You can check the full Open API schema here.
Quick Start
- cURL
- Javascript
- Python
- Java
- C#
curl --request POST \
--url 'https://production-sfo.browserless.io/scrape?token=YOUR_API_TOKEN_HERE' \
--header 'content-type: application/json' \
--data '{
"url": "https://browserless.io/",
"elements": [
{
"selector": "h1"
}
]
}'
const TOKEN = "YOUR_API_TOKEN_HERE";
const url = `https://production-sfo.browserless.io/scrape?token=${TOKEN}`;
const headers = {
"Cache-Control": "no-cache",
"Content-Type": "application/json"
};
const data = {
url: "https://browserless.io/",
elements: [
{ selector: "h1" }
]
};
const scrapeContent = async () => {
const response = await fetch(url, {
method: 'POST',
headers: headers,
body: JSON.stringify(data)
});
const result = await response.json();
console.log(result);
};
scrapeContent();
import requests
TOKEN = "YOUR_API_TOKEN_HERE"
url = f"https://production-sfo.browserless.io/scrape?token={TOKEN}"
headers = {
"Cache-Control": "no-cache",
"Content-Type": "application/json"
}
data = {
"url": "https://browserless.io/",
"elements": [
{ "selector": "h1" }
]
}
response = requests.post(url, headers=headers, json=data)
result = response.json()
print(result)
import java.io.*;
import java.net.URI;
import java.net.http.*;
public class ScrapeContent {
public static void main(String[] args) {
String TOKEN = "YOUR_API_TOKEN_HERE";
String url = "https://production-sfo.browserless.io/scrape?token=" + TOKEN;
String jsonData = """
{
"url": "https://browserless.io/",
"elements": [
{ "selector": "h1" }
]
}
""";
HttpClient client = HttpClient.newHttpClient();
HttpRequest request = HttpRequest.newBuilder()
.uri(URI.create(url))
.header("Cache-Control", "no-cache")
.header("Content-Type", "application/json")
.POST(HttpRequest.BodyPublishers.ofString(jsonData))
.build();
try {
HttpResponse<String> response = client.send(request, HttpResponse.BodyHandlers.ofString());
System.out.println("Response: " + response.body());
} catch (Exception e) {
e.printStackTrace();
}
}
}
using System;
using System.Net.Http;
using System.Text;
using System.Text.Json;
using System.Threading.Tasks;
class Program {
static async Task Main(string[] args) {
string TOKEN = "YOUR_API_TOKEN_HERE";
string url = $"https://production-sfo.browserless.io/scrape?token={TOKEN}";
string jsonData = @"
{
""url"": ""https://browserless.io/"",
""elements"": [
{ ""selector"": ""h1"" }
]
}";
using var client = new HttpClient();
var content = new StringContent(jsonData, Encoding.UTF8, "application/json");
try {
var response = await client.PostAsync(url, content);
response.EnsureSuccessStatusCode();
var result = await response.Content.ReadAsStringAsync();
Console.WriteLine("Response: " + result);
} catch (Exception ex) {
Console.WriteLine($"Error: {ex.Message}");
}
}
}
Response
{
"data": [
{
"results": [
{
"attributes": [
{ "name": "class", "value": "..." }
],
"height": 120,
"html": "Headless browser automation, without the hosting headaches",
"left": 32,
"text": "Headless browser automation, without the hosting headaches",
"top": 196,
"width": 736
}
],
"selector": "h1"
}
]
}
Additional Details
We recommended using BrowserQL, Browserless' first-class browser automation API, to scrape content from any website.
The API uses document.querySelectorAll to retrieve all matches on a page.
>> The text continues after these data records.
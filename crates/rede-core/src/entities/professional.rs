use chrono::{DateTime, Utc};
use schemars::JsonSchema;
use serde::{Deserialize, Serialize};

/// An individual practitioner, affiliated with zero or more partners.
#[derive(Debug, Clone, Serialize, Deserialize, JsonSchema, PartialEq, Eq)]
pub struct Professional {
    pub id: String,
    pub name: String,
    /// Professional registration number, e.g. "CRO-SP 12345".
    pub register: String,
    pub specialty: String,
    pub registered_at: DateTime<Utc>,
}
Using a more specific selector can narrow down the returned results. The default behavior is to navigate to the URL specified, wait for the page to load (including parsing and executing of JavaScript), then waiting for the elements for a maximum of 30 seconds.
Specifying Page-Load Behavior
The scrape API allows for setting specific page-load behaviors by setting a gotoOptions in the JSON body. This is passed directly into puppeteer's goto() method.
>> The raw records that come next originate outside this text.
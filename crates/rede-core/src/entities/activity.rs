use chrono::{DateTime, Utc};
use schemars::JsonSchema;
use serde::{Deserialize, Serialize};

use crate::enums::ActivityAction;

/// An append-only activity trail entry recording a user-triggered mutation.
///
/// The log is kept newest-first. Either or both entity references may be set
/// depending on what the mutation touched.
#[derive(Debug, Clone, Serialize, Deserialize, JsonSchema, PartialEq, Eq)]
pub struct ActivityLogEntry {
    pub id: String,
    pub partner_id: Option<String>,
    pub professional_id: Option<String>,
    pub timestamp: DateTime<Utc>,
    pub user: String,
    pub action: ActivityAction,
    pub details: String,
}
In the example below, we'll set a waitUntil property and a timeout.
- cURL
- Javascript
- Python
- Java
- C#
curl --request POST \
--url 'https://production-sfo.browserless.io/scrape?token=YOUR_API_TOKEN_HERE' \
--header 'content-type: application/json' \
--data '{
"url": "https://example.com/",
"elements": [
{
"selector": "h1"
}
],
"gotoOptions": {
"timeout": 10000,
"waitUntil": "networkidle2"
}
}'
const TOKEN = "YOUR_API_TOKEN_HERE";
const url = `https://production-sfo.browserless.io/scrape?token=${TOKEN}`;
const headers = {
"Cache-Control": "no-cache",
"Content-Type": "application/json"
};
const data = {
url: "https://example.com/",
elements: [
{ selector: "h1" }
],
gotoOptions: {
timeout: 10000,
waitUntil: "networkidle2"
}
};
const scrapeContent = async () => {
const response = await fetch(url, {
method: 'POST',
headers: headers,
body: JSON.stringify(data)
});
const result = await response.json();
console.log(result);
};
scrapeContent();
import requests
TOKEN = "YOUR_API_TOKEN_HERE"
url = f"https://production-sfo.browserless.io/scrape?token={TOKEN}"
headers = {
"Cache-Control": "no-cache",
"Content-Type": "application/json"
}
data = {
"url": "https://example.com/",
"elements": [
{ "selector": "h1" }
],
"gotoOptions": {
"timeout": 10000,
"waitUntil": "networkidle2"
}
}
response = requests.post(url, headers=headers, json=data)
result = response.json()
print(result)
import java.io.*;
import java.net.URI;
import java.net.http.*;
public class ScrapeContentWithOptions {
public static void main(String[] args) {
String TOKEN = "YOUR_API_TOKEN_HERE";
String url = "https://production-sfo.browserless.io/scrape?token=" + TOKEN;
String jsonData = """
{
"url": "https://example.com/",
"elements": [
{ "selector": "h1" }
],
"gotoOptions": {
"timeout": 10000,
"waitUntil": "networkidle2"
}
}
""";
HttpClient client = HttpClient.newHttpClient();
HttpRequest request = HttpRequest.newBuilder()
.uri(URI.create(url))
.header("Cache-Control", "no-cache")
.header("Content-Type", "application/json")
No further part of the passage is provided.